Out our way, looks can be deceiving. Charlie and I were riding fence for a friend of ours, and one corner section was blocked by thorn bushes and trees. There was a cow path through the trees but the overhang was so low I could not follow on Doc, so I dismounted and walked the trail myself. It was a nice cool in the tunnel made of the thorny hedges and overhanging branches — and I was glad to see the trail flattened out into a wider bare patch deep within. 

However, in two strides I found the sandy patch wasn’t sand at all, but mud. It was part of a creek bed that looked dry and firm but was actually all mud beneath a thin layer of dry sand. The mud itself went a good 3 feet deep, and when I stepped onto the sand, my leg went down almost to the knee. Try as I might, I could not get loose. 

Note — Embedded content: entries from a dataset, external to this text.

use crate::cards::{Card, CardParseError};
use crate::evaluator::hand_analysis::HandAnalysis;
use crate::evaluator::{self, Category, RankGroups};
use core::cmp::Ordering;
use std::fmt;
use std::str::FromStr;

/// Number of cards in a hand.
pub const HAND_SIZE: usize = 5;

#[derive(thiserror::Error, Debug, Clone, PartialEq, Eq)]
#[non_exhaustive]
pub enum HandError {
    #[error("a hand must contain exactly 5 cards, got {0}")]
    CardCount(usize),
    #[error(transparent)]
    Card(#[from] CardParseError),
}

/// Five cards sorted ascending by rank, with their category computed once at construction.
///
/// Duplicate cards are accepted: a hand is not checked against a real deck.
///
/// Equality and ordering compare hand *strength*: two hands are equal when neither beats the
/// other, even if their cards differ. Compare [`Hand::cards`] for card identity.
///
/// ```
/// use poker_hands::evaluator::Category;
/// use poker_hands::hand::Hand;
///
/// let straight_flush: Hand = "2S 3S 4S 5S 6S".parse().unwrap();
/// let royal: Hand = "TS JS QS KS AS".parse().unwrap();
/// assert_eq!(straight_flush.category(), Category::StraightFlush);
/// assert_eq!(royal.category(), Category::RoyalFlush);
/// assert!(royal > straight_flush);
/// ```
#[derive(Debug, Clone)]
pub struct Hand {
    analysis: HandAnalysis,
    category: Category,
}

impl Hand {
    pub fn new(cards: [Card; HAND_SIZE]) -> Self {
        let analysis = HandAnalysis::new(&cards);
        let category = evaluator::classify_analysis(&analysis);
        let hand = Self { analysis, category };
        log::trace!("classified {hand} as {category}");
        hand
    }

    /// Build a hand from a slice that must hold exactly five cards.
    pub fn try_from_cards(cards: &[Card]) -> Result<Self, HandError> {
        let cards: [Card; HAND_SIZE] =
            cards.try_into().map_err(|_| HandError::CardCount(cards.len()))?;
        Ok(Self::new(cards))
    }

    /// The cards, weakest rank first.
    pub fn cards(&self) -> &[Card; HAND_SIZE] {
        &self.analysis.sorted_cards
    }

    pub fn category(&self) -> Category {
        self.category
    }

    /// The hand's cards grouped by rank.
    pub fn rank_groups(&self) -> &RankGroups {
        &self.analysis.rank_groups
    }

    pub(crate) fn analysis(&self) -> &HandAnalysis {
        &self.analysis
    }
}

impl From<[Card; HAND_SIZE]> for Hand {
    fn from(cards: [Card; HAND_SIZE]) -> Self {
        Self::new(cards)
    }
}

impl TryFrom<&[Card]> for Hand {
    type Error = HandError;
    fn try_from(cards: &[Card]) -> Result<Self, Self::Error> {
        Self::try_from_cards(cards)
    }
}

impl TryFrom<Vec<Card>> for Hand {
    type Error = HandError;
    fn try_from(cards: Vec<Card>) -> Result<Self, Self::Error> {
        Self::try_from_cards(&cards)
    }
}

impl FromStr for Hand {
    type Err = HandError;

    /// Parse five whitespace-separated cards such as `"KC KH 7D 2C 5S"`.
    fn from_str(s: &str) -> Result<Self, Self::Err> {
        let tokens: Vec<&str> = s.split_whitespace().collect();
        if tokens.len() != HAND_SIZE {
            log::debug!("rejected hand {s:?}: {} cards", tokens.len());
            return Err(HandError::CardCount(tokens.len()));
        }
        let cards = tokens
            .into_iter()
            .map(Card::from_str)
            .collect::<Result<Vec<_>, _>>()
            .map_err(|e| {
                log::debug!("rejected hand {s:?}: {e}");
                e
            })?;
        Self::try_from_cards(&cards)
    }
}

impl fmt::Display for Hand {
    fn fmt(&self, f: &mut fmt::Formatter<'_>) -> fmt::Result {
        for (i, card) in self.cards().iter().enumerate() {
            if i > 0 {
                f.write_str(" ")?;
            }
            write!(f, "{card}")?;
        }
        Ok(())
    }
}

impl Ord for Hand {
    fn cmp(&self, other: &Self) -> Ordering {
        evaluator::compare(self, other)
    }
}

impl PartialOrd for Hand {
    fn partial_cmp(&self, other: &Self) -> Option<Ordering> {
        Some(self.cmp(other))
    }
}

impl PartialEq for Hand {
    fn eq(&self, other: &Self) -> bool {
        self.cmp(other) == Ordering::Equal
    }
}

impl Eq for Hand {}

/// Sort hands from weakest to strongest. Equally strong hands keep their relative order.
///
/// ```
/// use poker_hands::hand::{sort_hands, Hand};
///
/// let mut hands: Vec<Hand> = ["2S 3S 4S 5S 6S", "TC 4H 7D KC 2S"]
///     .iter()
///     .map(|s| s.parse().unwrap())
///     .collect();
/// sort_hands(&mut hands);
/// assert_eq!(hands[0].to_string(), "2S 4H 7D TC KC");
/// ```
pub fn sort_hands(hands: &mut [Hand]) {
    hands.sort_by(evaluator::compare);
}
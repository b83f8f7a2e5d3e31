use super::rank_groups::RankGroups;
use super::straight_info::StraightInfo;
use super::suit_info::SuitInfo;
use crate::cards::{Card, Rank};

/// Pre-computed analysis of a 5-card hand.
/// Built once per hand and shared by the category detectors and tie-breaks.
#[derive(Debug, Clone, PartialEq, Eq)]
pub struct HandAnalysis {
    /// Cards sorted ascending by rank; equal ranks keep their input order.
    pub sorted_cards: [Card; 5],
    /// Ranks of `sorted_cards`, ascending.
    pub ranks: [Rank; 5],
    pub rank_groups: RankGroups,
    pub suit_info: SuitInfo,
    pub straight_info: StraightInfo,
}

impl HandAnalysis {
    pub fn new(cards: &[Card; 5]) -> Self {
        let mut sorted_cards = *cards;
        sorted_cards.sort_by_key(|c| c.rank());

        let ranks = sorted_cards.map(Card::rank);

        let rank_groups = RankGroups::from_cards(&sorted_cards);
        let suit_info = SuitInfo::detect(&sorted_cards);
        let straight_info = StraightInfo::detect(&ranks);

        Self { sorted_cards, ranks, rank_groups, suit_info, straight_info }
    }

    /// Ranks from strongest to weakest, the order used by high-card comparisons.
    pub fn ranks_desc(&self) -> [Rank; 5] {
        let mut desc = self.ranks;
        desc.reverse();
        desc
    }
}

However, one of the advantages of cowboy boots is that you can usually slide your foot out of them easily when you need to — and that is what I did. There was a big rock nearby, so I was able to slide my foot out of the stuck boot and hop to the rock. From there I could make another small jump to the dry land I had been on before when I was following the trail. I eventually retrieved my boot by taking my rope, tying one end to the boot strap that was still visible and reachable from the rock, dallying the other end around the saddle horn, and letting Doc pull it out.

When I was in college and a part of the Purdue Glee Club, we sang an old hymn based on Psalm 40:1-2 that went, “He has taken my feet from the mire and the clay, and placed them on the Rock of Ages.” I don’t think I actually sang it that day, but I sure remembered it. For I had indeed been literally stuck in “the mire and the clay” and “placed on the rock,” from which I not only escaped my dilemma, but managed to rectify the situation.

Over the years, I have found myself bogged down and stuck in “the mire and the clay” of unexpected trials. Yet somehow or other, it seems God manages to lift me out of these bogs and place me on the solid rock. Another great Hymn — “On Christ the Solid Rock I stand, all other ground is sinking sand.” I confess the process is not always quick or easy, and even after He pulls me out, the job is not necessarily finished.

I got out of the mud and onto the rock quick enough, but I was still barefoot and still had to retrieve my boot. It took time and wasn’t too comfy walking through the thorn trees back up the trail to Doc, get my rope, limp back down to tie it onto my boot , and then go back up again to dally the rope and back Doc up. Then I had to hobble back down to retrieve the boot and start scraping all the heavy mud off it so I could wear it again.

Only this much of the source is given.